## The task
Filter the entries below down to the lines that hold "rules".

*** Supplied data Section Begins ***

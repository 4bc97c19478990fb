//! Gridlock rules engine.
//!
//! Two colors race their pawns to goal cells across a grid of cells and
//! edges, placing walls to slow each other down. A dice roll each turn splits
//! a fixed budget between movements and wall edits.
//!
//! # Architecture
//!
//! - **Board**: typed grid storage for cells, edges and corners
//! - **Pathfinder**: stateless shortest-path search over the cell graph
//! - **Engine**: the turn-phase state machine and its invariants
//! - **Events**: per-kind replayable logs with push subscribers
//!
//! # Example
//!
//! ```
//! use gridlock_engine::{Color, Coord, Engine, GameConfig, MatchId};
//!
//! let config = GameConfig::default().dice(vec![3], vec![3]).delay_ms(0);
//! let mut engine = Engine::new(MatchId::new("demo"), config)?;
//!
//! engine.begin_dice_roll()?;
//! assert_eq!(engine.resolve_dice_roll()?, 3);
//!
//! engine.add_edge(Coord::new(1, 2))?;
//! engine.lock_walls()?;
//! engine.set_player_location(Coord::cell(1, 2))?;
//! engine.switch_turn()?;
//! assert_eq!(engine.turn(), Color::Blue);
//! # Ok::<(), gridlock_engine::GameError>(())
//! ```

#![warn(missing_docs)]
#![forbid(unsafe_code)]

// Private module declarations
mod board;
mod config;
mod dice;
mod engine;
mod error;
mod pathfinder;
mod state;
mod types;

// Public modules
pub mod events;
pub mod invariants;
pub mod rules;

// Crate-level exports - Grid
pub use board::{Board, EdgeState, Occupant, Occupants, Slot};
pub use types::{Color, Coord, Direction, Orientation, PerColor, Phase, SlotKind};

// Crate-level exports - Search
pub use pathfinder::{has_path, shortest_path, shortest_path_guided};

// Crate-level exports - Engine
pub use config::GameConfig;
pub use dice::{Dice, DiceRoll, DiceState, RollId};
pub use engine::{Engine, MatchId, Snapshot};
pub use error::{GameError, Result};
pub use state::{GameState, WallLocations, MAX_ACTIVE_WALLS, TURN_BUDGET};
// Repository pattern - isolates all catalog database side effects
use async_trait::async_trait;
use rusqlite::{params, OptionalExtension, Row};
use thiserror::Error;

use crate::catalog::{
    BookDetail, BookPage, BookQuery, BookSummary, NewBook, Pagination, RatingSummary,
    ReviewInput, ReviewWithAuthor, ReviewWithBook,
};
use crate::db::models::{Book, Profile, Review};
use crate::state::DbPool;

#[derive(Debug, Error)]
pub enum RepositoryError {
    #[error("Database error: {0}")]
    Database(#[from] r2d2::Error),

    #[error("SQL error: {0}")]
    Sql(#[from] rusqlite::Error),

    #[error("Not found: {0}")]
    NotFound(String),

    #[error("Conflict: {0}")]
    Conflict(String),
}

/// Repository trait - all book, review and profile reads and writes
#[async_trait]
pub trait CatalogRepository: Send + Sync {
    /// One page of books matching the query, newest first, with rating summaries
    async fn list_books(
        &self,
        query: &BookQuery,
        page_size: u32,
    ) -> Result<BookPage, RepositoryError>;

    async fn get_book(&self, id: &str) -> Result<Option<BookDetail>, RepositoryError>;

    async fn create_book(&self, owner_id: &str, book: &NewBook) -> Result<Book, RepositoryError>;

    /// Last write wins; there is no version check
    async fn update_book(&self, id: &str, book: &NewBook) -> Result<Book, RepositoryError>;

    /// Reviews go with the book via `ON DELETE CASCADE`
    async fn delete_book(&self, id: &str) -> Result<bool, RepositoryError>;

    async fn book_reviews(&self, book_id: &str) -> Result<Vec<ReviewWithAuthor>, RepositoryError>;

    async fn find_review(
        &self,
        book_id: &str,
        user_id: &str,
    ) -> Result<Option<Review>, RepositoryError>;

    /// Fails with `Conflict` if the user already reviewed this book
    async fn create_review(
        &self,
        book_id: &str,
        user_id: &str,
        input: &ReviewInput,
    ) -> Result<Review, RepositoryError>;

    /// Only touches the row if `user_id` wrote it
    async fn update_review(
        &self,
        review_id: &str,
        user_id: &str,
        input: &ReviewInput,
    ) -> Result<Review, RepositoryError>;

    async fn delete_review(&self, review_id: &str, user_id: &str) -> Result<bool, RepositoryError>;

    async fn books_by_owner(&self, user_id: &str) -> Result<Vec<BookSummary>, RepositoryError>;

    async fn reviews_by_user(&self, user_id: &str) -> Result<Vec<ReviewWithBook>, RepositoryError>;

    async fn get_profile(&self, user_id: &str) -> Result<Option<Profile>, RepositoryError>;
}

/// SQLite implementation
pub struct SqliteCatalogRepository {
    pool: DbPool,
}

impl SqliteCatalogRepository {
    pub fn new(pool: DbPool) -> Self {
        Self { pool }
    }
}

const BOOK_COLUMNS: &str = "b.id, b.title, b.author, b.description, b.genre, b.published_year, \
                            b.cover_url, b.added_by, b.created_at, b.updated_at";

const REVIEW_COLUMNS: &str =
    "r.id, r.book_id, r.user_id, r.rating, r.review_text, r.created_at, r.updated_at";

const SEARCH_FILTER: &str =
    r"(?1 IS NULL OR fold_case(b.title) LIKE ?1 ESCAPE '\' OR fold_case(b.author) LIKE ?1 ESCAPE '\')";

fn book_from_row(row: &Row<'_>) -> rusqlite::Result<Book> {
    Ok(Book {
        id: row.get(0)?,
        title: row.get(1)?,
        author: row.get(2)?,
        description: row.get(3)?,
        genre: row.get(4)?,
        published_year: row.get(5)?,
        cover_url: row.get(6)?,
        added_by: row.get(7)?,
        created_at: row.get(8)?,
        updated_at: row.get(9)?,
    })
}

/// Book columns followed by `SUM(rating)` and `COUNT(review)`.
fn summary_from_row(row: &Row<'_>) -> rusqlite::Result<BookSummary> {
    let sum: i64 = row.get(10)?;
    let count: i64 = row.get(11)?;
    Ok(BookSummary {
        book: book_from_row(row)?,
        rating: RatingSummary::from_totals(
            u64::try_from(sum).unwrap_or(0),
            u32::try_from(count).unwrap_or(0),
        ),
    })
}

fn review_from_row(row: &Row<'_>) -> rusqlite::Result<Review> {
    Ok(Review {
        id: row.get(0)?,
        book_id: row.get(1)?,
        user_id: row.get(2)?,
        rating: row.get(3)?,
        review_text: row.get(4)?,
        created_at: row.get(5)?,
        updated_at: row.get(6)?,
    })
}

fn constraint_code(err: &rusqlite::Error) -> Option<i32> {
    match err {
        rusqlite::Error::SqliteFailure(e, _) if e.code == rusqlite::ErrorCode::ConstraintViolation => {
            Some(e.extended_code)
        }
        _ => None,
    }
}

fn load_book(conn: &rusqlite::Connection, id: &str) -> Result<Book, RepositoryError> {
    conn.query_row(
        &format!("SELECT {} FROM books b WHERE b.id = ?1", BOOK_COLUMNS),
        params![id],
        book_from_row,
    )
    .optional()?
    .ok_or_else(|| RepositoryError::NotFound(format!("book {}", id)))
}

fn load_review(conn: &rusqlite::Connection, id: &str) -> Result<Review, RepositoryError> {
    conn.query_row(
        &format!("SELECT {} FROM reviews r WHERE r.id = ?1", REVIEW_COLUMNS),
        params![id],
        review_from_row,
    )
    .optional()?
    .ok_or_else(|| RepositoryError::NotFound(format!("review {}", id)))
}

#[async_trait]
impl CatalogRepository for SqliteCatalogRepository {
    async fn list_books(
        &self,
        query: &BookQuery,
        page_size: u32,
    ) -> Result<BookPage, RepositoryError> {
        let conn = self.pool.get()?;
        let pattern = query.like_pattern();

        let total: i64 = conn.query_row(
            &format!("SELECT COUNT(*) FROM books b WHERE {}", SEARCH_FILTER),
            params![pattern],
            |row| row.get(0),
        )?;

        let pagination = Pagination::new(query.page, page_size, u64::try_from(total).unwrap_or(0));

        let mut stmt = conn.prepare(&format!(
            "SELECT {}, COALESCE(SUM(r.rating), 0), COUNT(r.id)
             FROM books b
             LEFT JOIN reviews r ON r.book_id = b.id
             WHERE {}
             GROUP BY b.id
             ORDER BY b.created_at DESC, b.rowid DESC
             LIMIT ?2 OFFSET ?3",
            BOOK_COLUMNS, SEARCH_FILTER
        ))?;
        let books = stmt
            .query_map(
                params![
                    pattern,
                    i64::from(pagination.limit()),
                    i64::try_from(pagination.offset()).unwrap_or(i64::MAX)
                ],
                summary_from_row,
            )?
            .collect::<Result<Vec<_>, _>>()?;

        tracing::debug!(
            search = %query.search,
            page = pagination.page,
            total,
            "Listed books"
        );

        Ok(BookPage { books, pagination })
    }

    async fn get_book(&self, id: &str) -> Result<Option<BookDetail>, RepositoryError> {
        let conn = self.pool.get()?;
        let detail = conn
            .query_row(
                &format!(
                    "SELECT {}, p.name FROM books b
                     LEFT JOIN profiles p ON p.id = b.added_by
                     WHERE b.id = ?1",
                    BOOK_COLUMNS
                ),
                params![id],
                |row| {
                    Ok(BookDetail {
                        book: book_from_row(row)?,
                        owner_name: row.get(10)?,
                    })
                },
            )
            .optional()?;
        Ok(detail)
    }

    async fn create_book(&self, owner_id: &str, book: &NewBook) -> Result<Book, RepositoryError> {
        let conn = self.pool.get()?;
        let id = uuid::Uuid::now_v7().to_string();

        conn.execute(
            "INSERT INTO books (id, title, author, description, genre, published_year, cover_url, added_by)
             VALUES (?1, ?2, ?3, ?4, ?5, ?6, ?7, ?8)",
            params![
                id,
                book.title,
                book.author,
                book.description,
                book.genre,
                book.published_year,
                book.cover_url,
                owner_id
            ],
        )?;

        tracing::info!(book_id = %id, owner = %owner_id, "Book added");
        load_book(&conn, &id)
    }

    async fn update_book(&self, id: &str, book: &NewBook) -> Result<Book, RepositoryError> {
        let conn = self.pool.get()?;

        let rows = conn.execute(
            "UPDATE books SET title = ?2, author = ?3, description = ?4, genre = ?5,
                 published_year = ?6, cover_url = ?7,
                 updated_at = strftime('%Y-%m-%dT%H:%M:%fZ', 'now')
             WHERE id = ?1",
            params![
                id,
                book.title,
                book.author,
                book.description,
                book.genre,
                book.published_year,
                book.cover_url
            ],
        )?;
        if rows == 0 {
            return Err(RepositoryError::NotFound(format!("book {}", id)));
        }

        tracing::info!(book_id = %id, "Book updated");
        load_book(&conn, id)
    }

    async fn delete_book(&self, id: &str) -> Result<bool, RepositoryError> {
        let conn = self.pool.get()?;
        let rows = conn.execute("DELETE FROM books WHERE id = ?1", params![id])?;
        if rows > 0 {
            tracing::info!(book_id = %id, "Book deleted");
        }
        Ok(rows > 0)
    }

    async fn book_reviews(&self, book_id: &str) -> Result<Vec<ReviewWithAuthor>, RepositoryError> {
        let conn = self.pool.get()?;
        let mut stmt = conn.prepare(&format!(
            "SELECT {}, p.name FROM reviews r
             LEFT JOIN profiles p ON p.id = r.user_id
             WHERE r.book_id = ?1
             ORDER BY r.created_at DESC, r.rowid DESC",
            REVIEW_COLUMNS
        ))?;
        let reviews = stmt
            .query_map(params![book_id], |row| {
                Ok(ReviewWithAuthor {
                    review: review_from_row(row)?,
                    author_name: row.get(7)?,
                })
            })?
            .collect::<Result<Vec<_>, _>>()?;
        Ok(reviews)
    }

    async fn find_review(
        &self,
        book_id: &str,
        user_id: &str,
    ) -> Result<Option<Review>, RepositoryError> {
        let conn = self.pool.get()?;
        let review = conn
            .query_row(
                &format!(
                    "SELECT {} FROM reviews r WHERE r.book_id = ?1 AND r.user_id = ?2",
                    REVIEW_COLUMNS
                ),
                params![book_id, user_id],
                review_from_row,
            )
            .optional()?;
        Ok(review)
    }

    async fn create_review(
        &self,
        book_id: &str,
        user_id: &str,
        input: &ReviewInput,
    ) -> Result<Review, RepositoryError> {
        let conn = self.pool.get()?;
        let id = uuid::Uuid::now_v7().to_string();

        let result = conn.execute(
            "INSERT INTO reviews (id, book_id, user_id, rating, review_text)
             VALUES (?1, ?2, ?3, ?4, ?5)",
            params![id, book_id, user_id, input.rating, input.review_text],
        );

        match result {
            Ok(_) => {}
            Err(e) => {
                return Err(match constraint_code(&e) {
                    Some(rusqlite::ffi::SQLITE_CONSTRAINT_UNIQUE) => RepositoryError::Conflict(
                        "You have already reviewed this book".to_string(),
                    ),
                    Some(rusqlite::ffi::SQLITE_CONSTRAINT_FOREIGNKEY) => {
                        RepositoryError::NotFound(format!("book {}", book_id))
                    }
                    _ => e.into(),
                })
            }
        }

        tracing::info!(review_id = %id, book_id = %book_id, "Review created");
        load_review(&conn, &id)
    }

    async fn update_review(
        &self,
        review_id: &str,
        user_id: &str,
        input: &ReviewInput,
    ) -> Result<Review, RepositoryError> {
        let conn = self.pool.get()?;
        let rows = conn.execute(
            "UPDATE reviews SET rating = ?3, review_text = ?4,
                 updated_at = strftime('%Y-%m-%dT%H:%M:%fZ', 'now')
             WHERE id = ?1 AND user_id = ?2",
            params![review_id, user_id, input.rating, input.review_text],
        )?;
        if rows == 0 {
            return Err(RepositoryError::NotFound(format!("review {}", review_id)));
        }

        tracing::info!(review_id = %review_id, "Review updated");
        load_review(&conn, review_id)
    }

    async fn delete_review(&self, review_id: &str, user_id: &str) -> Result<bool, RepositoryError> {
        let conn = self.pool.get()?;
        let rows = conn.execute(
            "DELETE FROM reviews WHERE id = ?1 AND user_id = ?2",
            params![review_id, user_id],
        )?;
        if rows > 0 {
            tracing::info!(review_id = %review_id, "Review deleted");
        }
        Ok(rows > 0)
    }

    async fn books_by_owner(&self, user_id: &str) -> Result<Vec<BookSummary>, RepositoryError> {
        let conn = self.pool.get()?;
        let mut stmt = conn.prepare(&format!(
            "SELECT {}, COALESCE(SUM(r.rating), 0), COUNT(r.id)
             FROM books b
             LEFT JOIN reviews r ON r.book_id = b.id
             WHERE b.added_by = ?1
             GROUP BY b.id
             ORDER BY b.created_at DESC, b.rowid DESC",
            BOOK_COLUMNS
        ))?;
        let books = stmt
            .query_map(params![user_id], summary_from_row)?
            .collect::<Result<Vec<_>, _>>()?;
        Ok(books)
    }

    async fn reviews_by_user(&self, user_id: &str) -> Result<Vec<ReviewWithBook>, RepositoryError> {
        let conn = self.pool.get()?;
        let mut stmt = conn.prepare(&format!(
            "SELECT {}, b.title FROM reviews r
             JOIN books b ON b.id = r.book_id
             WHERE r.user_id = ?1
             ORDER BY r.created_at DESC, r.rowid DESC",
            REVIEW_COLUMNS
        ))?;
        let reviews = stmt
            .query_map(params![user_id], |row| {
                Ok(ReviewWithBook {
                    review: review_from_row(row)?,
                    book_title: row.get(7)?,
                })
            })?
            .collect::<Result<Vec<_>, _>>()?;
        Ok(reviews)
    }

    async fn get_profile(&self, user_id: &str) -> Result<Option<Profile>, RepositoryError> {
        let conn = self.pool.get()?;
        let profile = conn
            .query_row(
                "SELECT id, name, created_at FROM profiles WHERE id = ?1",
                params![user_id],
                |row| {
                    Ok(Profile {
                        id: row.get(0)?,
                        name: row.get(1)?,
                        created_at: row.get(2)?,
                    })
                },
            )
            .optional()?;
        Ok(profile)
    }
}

*** Supplied data Section Ends ***

## Solution
//! Gridlock rules engine.
pub mod rules;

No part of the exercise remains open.